Thursday, November 4, 2010

The Freudian Slip of the Day

On the Today program this morning, Texas Governor Rick Perry praised former President George Bush for doing a good job "protecting us from freedom."  Truer words were never spoken.  --EFP

Thursday, October 14, 2010

My New Teaching Assistant

I thought I would share a couple images of me and my new teaching assistant, "Phineas,"  hard at work.  Clicking on the photos will enlarge them.  --EFP

Monday, October 4, 2010

My Photo of "Big Bad John"

The Sun, a literary magazine out of Chapel Hill, has accepted the photo I've inserted below.  It's a remnant of my eight years in West Virginia.   The little fawn's mother had been hit and killed by a car, and some friends found the fawn trying to nurse on its dead mother.  They took care of the little guy for a week, before turning him over to the Department of Wildlife Services.   The man in the photo is John Diehl, the brother of the Vice President of Administration at Glenville State College.  --EFP

Thursday, September 30, 2010

Old Mill Days

Last Saturday, Andrea and I took in Old Mill Days, an annual fair held at Port Gamble, Washington.  --EFP
 
 
 
 
 
 
 

Saturday, September 18, 2010

"Do the Puyallup!"

Today, we decided to "do the Puyallup," as they say around here.  We went to the annual Western Washington State Fair in Puyallup (pronounced "pew-yowl-up".)   --EFP


















Thursday, September 16, 2010

Larry on Zero Tolerance in Lieu of Common Sense

My old friend and fellow Marine Larry Scroggs shared an interesting reflection on the tenor of our times:
Watching local news.

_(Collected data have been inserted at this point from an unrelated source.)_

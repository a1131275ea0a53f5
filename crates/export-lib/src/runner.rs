//! Export run orchestration
//!
//! Drives one run through `Fetching → Flattening → Writing → Publishing`
//! on a single task. Only the two network stages are retried; every
//! network call honors its timeout and the run's cancellation token.

use chrono::{DateTime, Utc};
use std::future::Future;
use std::path::{Path, PathBuf};
use std::sync::Arc;
use std::time::{Duration, Instant};
use tokio_util::sync::CancellationToken;
use tracing::{debug, info, info_span, warn, Instrument};
use uuid::Uuid;

use crate::error::ExportError;
use crate::fetcher::{AllocationQuery, AllocationSource, DEFAULT_FETCH_TIMEOUT};
use crate::flatten::{system_clock, Clock, Flattener};
use crate::health::{components, HealthRegistry};
use crate::models::{ArtifactSummary, ExportFormat, ExportRun, RunOutcome, RunState, Stage, StageAttempts};
use crate::observability::{ExportMetrics, RunLogger};
use crate::publish::{blob_path, Publisher, DEFAULT_BLOB_PREFIX};
use crate::writer::{artifact_filename, Artifact, ArtifactWriter};

/// Attempts per network stage, first try included
pub const DEFAULT_MAX_ATTEMPTS: u32 = 3;

/// Default bound on a single upload
pub const DEFAULT_PUBLISH_TIMEOUT: Duration = Duration::from_secs(300);

/// Bounded retry with doubling backoff
#[derive(Debug, Clone, PartialEq, Eq)]
pub struct RetryPolicy {
    pub max_attempts: u32,
    pub initial_backoff: Duration,
    pub max_backoff: Duration,
}

impl Default for RetryPolicy {
    fn default() -> Self {
        Self {
            max_attempts: DEFAULT_MAX_ATTEMPTS,
            initial_backoff: Duration::from_secs(2),
            max_backoff: Duration::from_secs(30),
        }
    }
}

impl RetryPolicy {
    /// Policy that retries without waiting
    pub fn immediate(max_attempts: u32) -> Self {
        Self {
            max_attempts,
            initial_backoff: Duration::ZERO,
            max_backoff: Duration::ZERO,
        }
    }

    /// Delay after the given failed attempt (1-based)
    pub fn backoff_after(&self, attempt: u32) -> Duration {
        let exponent = attempt.saturating_sub(1).min(16);
        self.initial_backoff
            .saturating_mul(1u32 << exponent)
            .min(self.max_backoff)
    }
}

#[derive(Debug, Clone)]
pub struct RunnerConfig {
    pub fetch_timeout: Duration,
    pub publish_timeout: Duration,
    pub retry: RetryPolicy,
    pub blob_prefix: String,
    /// Directory that receives a local copy of every artifact
    pub output_dir: Option<PathBuf>,
    /// Stop after Writing; the artifact is kept locally only
    pub skip_upload: bool,
}

impl Default for RunnerConfig {
    fn default() -> Self {
        Self {
            fetch_timeout: DEFAULT_FETCH_TIMEOUT,
            publish_timeout: DEFAULT_PUBLISH_TIMEOUT,
            retry: RetryPolicy::default(),
            blob_prefix: DEFAULT_BLOB_PREFIX.to_string(),
            output_dir: None,
            skip_upload: false,
        }
    }
}

/// Parameters of one export
#[derive(Debug, Clone)]
pub struct ExportRequest {
    pub query: AllocationQuery,
    pub format: ExportFormat,
    /// Fixed artifact filename; derived from the run timestamp when unset
    pub filename: Option<String>,
    /// Schedule identity the run belongs to
    pub schedule: Option<String>,
}

impl ExportRequest {
    pub fn new(query: AllocationQuery, format: ExportFormat) -> Self {
        Self {
            query,
            format,
            filename: None,
            schedule: None,
        }
    }

    pub fn with_filename(mut self, filename: impl Into<String>) -> Self {
        self.filename = Some(filename.into());
        self
    }

    pub fn with_schedule(mut self, schedule: impl Into<String>) -> Self {
        self.schedule = Some(schedule.into());
        self
    }
}

/// Mutable bookkeeping of a run in progress
#[derive(Debug)]
struct RunProgress {
    state: RunState,
    attempts: StageAttempts,
    record_count: usize,
    target: Option<String>,
    artifact: Option<ArtifactSummary>,
}

impl RunProgress {
    fn new() -> Self {
        Self {
            state: RunState::Idle,
            attempts: StageAttempts::default(),
            record_count: 0,
            target: None,
            artifact: None,
        }
    }

    fn enter(&mut self, stage: Stage) -> Result<(), (Stage, ExportError)> {
        self.state.enter(stage).map_err(|e| (stage, e))?;
        debug!(stage = %stage, "Entering stage");
        Ok(())
    }
}

/// Runs the export pipeline
pub struct ExportRunner {
    source: Arc<dyn AllocationSource>,
    publisher: Option<Arc<dyn Publisher>>,
    writer: ArtifactWriter,
    config: RunnerConfig,
    clock: Clock,
    metrics: ExportMetrics,
    logger: RunLogger,
    health: Option<HealthRegistry>,
}

impl ExportRunner {
    pub fn new(
        source: Arc<dyn AllocationSource>,
        publisher: Option<Arc<dyn Publisher>>,
        config: RunnerConfig,
    ) -> Self {
        let logger = RunLogger::new(source.endpoint());
        Self {
            source,
            publisher,
            writer: ArtifactWriter::new(),
            config,
            clock: system_clock(),
            metrics: ExportMetrics::new(),
            logger,
            health: None,
        }
    }

    pub fn with_writer(mut self, writer: ArtifactWriter) -> Self {
        self.writer = writer;
        self
    }

    /// Clock used for the run timestamp and record stamps
    pub fn with_clock(mut self, clock: Clock) -> Self {
        self.clock = clock;
        self
    }

    pub fn with_health(mut self, health: HealthRegistry) -> Self {
        self.health = Some(health);
        self
    }

    pub fn config(&self) -> &RunnerConfig {
        &self.config
    }

    /// Execute one run to completion
    ///
    /// Never panics or returns early: every failure is reported through
    /// the returned run's outcome.
    pub async fn run(&self, request: &ExportRequest, cancel: &CancellationToken) -> ExportRun {
        let run_id = Uuid::new_v4();
        let started_at = (self.clock)();
        let span = info_span!(
            "export_run",
            run_id = %run_id,
            schedule = request.schedule.as_deref().unwrap_or("manual"),
            format = %request.format,
        );

        let mut progress = RunProgress::new();
        let result = self
            .execute(request, cancel, started_at, &mut progress)
            .instrument(span)
            .await;

        let outcome = match result {
            Ok(()) => {
                progress.state = RunState::Succeeded;
                RunOutcome::Succeeded
            }
            Err((stage, err)) => {
                progress.state = RunState::Failed {
                    stage,
                    cause: err.to_string(),
                };
                self.report_failure(stage, &err).await;
                RunOutcome::Failed {
                    stage,
                    kind: err.kind().to_string(),
                    cause: err.to_string(),
                }
            }
        };

        let run = ExportRun {
            run_id,
            schedule: request.schedule.clone(),
            window: request.query.window.clone(),
            aggregate: request.query.aggregate.clone(),
            format: request.format,
            record_count: progress.record_count,
            target: progress.target,
            artifact: progress.artifact,
            attempts: progress.attempts,
            outcome,
            started_at,
            finished_at: (self.clock)(),
        };

        self.metrics.record_run(&run);
        self.logger.log_run(&run);
        run
    }

    async fn execute(
        &self,
        request: &ExportRequest,
        cancel: &CancellationToken,
        run_timestamp: DateTime<Utc>,
        progress: &mut RunProgress,
    ) -> Result<(), (Stage, ExportError)> {
        // Fetching
        progress.enter(Stage::Fetching)?;
        let stage_start = Instant::now();
        let source = &self.source;
        let query = &request.query;
        let fetch_timeout = self.config.fetch_timeout;
        let response = self
            .with_retry(Stage::Fetching, cancel, &mut progress.attempts.fetch, move || {
                guarded("allocation query", fetch_timeout, cancel, source.fetch(query))
            })
            .await
            .map_err(|e| (Stage::Fetching, e))?;
        self.finish_stage(Stage::Fetching, stage_start);
        self.mark_healthy(components::FETCHER).await;

        // Flattening
        progress.enter(Stage::Flattening)?;
        let stage_start = Instant::now();
        let records = Flattener::new(&response)
            .map(|f| f.with_clock(self.clock.clone()))
            .and_then(|f| f.collect())
            .map_err(|e| (Stage::Flattening, e))?;
        drop(response);
        progress.record_count = records.len();
        self.finish_stage(Stage::Flattening, stage_start);

        // Writing
        progress.enter(Stage::Writing)?;
        let stage_start = Instant::now();
        let filename = request
            .filename
            .clone()
            .unwrap_or_else(|| artifact_filename(run_timestamp, request.format));
        let artifact = self
            .writer
            .write(&records, request.format, filename)
            .map_err(|e| (Stage::Writing, e))?;
        drop(records);
        progress.artifact = Some(artifact.summary());

        let local_dir = match (&self.config.output_dir, self.config.skip_upload) {
            (Some(dir), _) => Some(dir.clone()),
            (None, true) => Some(PathBuf::from(".")),
            (None, false) => None,
        };
        if let Some(dir) = local_dir {
            let saved = self
                .save_local(&artifact, &dir, cancel)
                .await
                .map_err(|e| (Stage::Writing, e))?;
            progress.target = Some(saved.display().to_string());
        }
        self.finish_stage(Stage::Writing, stage_start);

        if self.config.skip_upload {
            info!(
                filename = %artifact.filename,
                records = artifact.record_count,
                "Upload skipped, artifact kept locally"
            );
            return Ok(());
        }

        // Publishing
        progress.enter(Stage::Publishing)?;
        let stage_start = Instant::now();
        let publisher = self.publisher.as_ref().ok_or_else(|| {
            (
                Stage::Publishing,
                ExportError::Config("no storage target configured".to_string()),
            )
        })?;
        let path = blob_path(&self.config.blob_prefix, run_timestamp, &artifact.filename);
        let artifact_ref = &artifact;
        let path_ref = path.as_str();
        let publish_timeout = self.config.publish_timeout;
        let receipt = self
            .with_retry(Stage::Publishing, cancel, &mut progress.attempts.publish, move || {
                guarded(
                    "artifact upload",
                    publish_timeout,
                    cancel,
                    publisher.publish(artifact_ref, path_ref),
                )
            })
            .await
            .map_err(|e| (Stage::Publishing, e))?;
        progress.target = Some(receipt.location);
        self.finish_stage(Stage::Publishing, stage_start);
        self.mark_healthy(components::PUBLISHER).await;

        Ok(())
    }

    /// Run `op` until it succeeds, fails permanently, or attempts run out
    async fn with_retry<T, F, Fut>(
        &self,
        stage: Stage,
        cancel: &CancellationToken,
        attempts: &mut u32,
        mut op: F,
    ) -> Result<T, ExportError>
    where
        F: FnMut() -> Fut,
        Fut: Future<Output = Result<T, ExportError>>,
    {
        let policy = &self.config.retry;
        let max_attempts = policy.max_attempts.max(1);

        loop {
            *attempts += 1;
            match op().await {
                Ok(value) => return Ok(value),
                Err(err) if err.is_retryable() && *attempts < max_attempts => {
                    let delay = policy.backoff_after(*attempts);
                    warn!(
                        stage = %stage,
                        attempt = *attempts,
                        max_attempts = max_attempts,
                        retry_in_ms = delay.as_millis() as u64,
                        error = %err,
                        "Transient failure, retrying"
                    );
                    tokio::select! {
                        biased;
                        _ = cancel.cancelled() => return Err(ExportError::Cancelled),
                        _ = tokio::time::sleep(delay) => {}
                    }
                }
                Err(err) => return Err(err),
            }
        }
    }

    async fn save_local(
        &self,
        artifact: &Artifact,
        dir: &Path,
        cancel: &CancellationToken,
    ) -> Result<PathBuf, ExportError> {
        let mut saving = tokio::spawn({
            let artifact = artifact.clone();
            let dir = dir.to_path_buf();
            async move { artifact.save_to(&dir).await }
        });

        tokio::select! {
            biased;
            _ = cancel.cancelled() => {
                // The write runs on the blocking pool and outlives a dropped future
                let _ = (&mut saving).await;
                if let Err(e) = artifact.discard_staging(dir).await {
                    warn!(dir = %dir.display(), error = %e, "Failed to remove staging file");
                }
                Err(ExportError::Cancelled)
            }
            joined = &mut saving => match joined {
                Ok(saved) => saved,
                Err(e) => Err(ExportError::Io(std::io::Error::other(e))),
            },
        }
    }

    fn finish_stage(&self, stage: Stage, started: Instant) {
        let elapsed = started.elapsed();
        self.metrics.observe_stage_latency(stage, elapsed.as_secs_f64());
        debug!(stage = %stage, elapsed_ms = elapsed.as_millis() as u64, "Stage complete");
    }

    async fn mark_healthy(&self, component: &str) {
        if let Some(health) = &self.health {
            health.set_healthy(component).await;
        }
    }

    async fn report_failure(&self, stage: Stage, err: &ExportError) {
        let Some(health) = &self.health else {
            return;
        };
        let message = err.to_string();
        match (stage, err) {
            (_, ExportError::Cancelled) => {}
            (Stage::Fetching, _) => health.set_degraded(components::FETCHER, message).await,
            (Stage::Publishing, ExportError::Auth(_) | ExportError::Config(_)) => {
                health.set_unhealthy(components::PUBLISHER, message).await
            }
            (Stage::Publishing, _) => health.set_degraded(components::PUBLISHER, message).await,
            _ => {}
        }
    }
}

/// Bound `fut` by `timeout` and `cancel`
async fn guarded<T, Fut>(
    operation: &'static str,
    timeout: Duration,
    cancel: &CancellationToken,
    fut: Fut,
) -> Result<T, ExportError>
where
    Fut: Future<Output = Result<T, ExportError>>,
{
    tokio::select! {
        biased;
        _ = cancel.cancelled() => Err(ExportError::Cancelled),
        result = tokio::time::timeout(timeout, fut) => match result {
            Ok(inner) => inner,
            Err(_) => Err(ExportError::Timeout { operation, after: timeout }),
        },
    }
}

Sixth grade boy was caught carrying a knife at school. Not threatening anyone just had it in his possession. Police were called. Boy was carried off then released to his parents. School says he will be suspended at least ten days and it could be as much as one year. Criminal charges are pending.
     Flashback to 1958-1959. I'm in sixth grade. Attending a combined elementary-junior high school on an Air Force base in northern Maine. Just about every boy in sixth grade carried a pocket knife. In fact, most boys from fifth grade on up carried knives daily. Usually a Boy Scout knife if you bought your own or maybe a Barlow or Schrade if your dad was an officer and bought one for you. On the far end of the playground at recess and lunch many of the boys would be playing Stretch or Mumblety Peg. We also had a "chicken" knife-throwing game, but we usually didn't play it at school because sometimes someone would get stuck and that could create problems. Isn't it great that those days are gone? I don't know how all us boys kept from stabbing each other or cutting ourselves. Maybe sometime I'll tell you all about the high school boys from the local small farming town who came to school with shotguns or deer rifles in their trucks during hunting season. I know it's hard to believe but no one called the SWAT team. In fact, the coach may even have walked out to your truck to check out your new .30-30 lever action.
     You wouldn't see that today. Things are so much better now that the government has written all their "zero tolerance" rules and laws to replace common sense. We don't have to get all confused with trying to think of the "right thing to do" or the "best course of action" or "what's in the best interest
of the child". The politicians have written all the rules for us and no thinking is required. Just enforce the rules. 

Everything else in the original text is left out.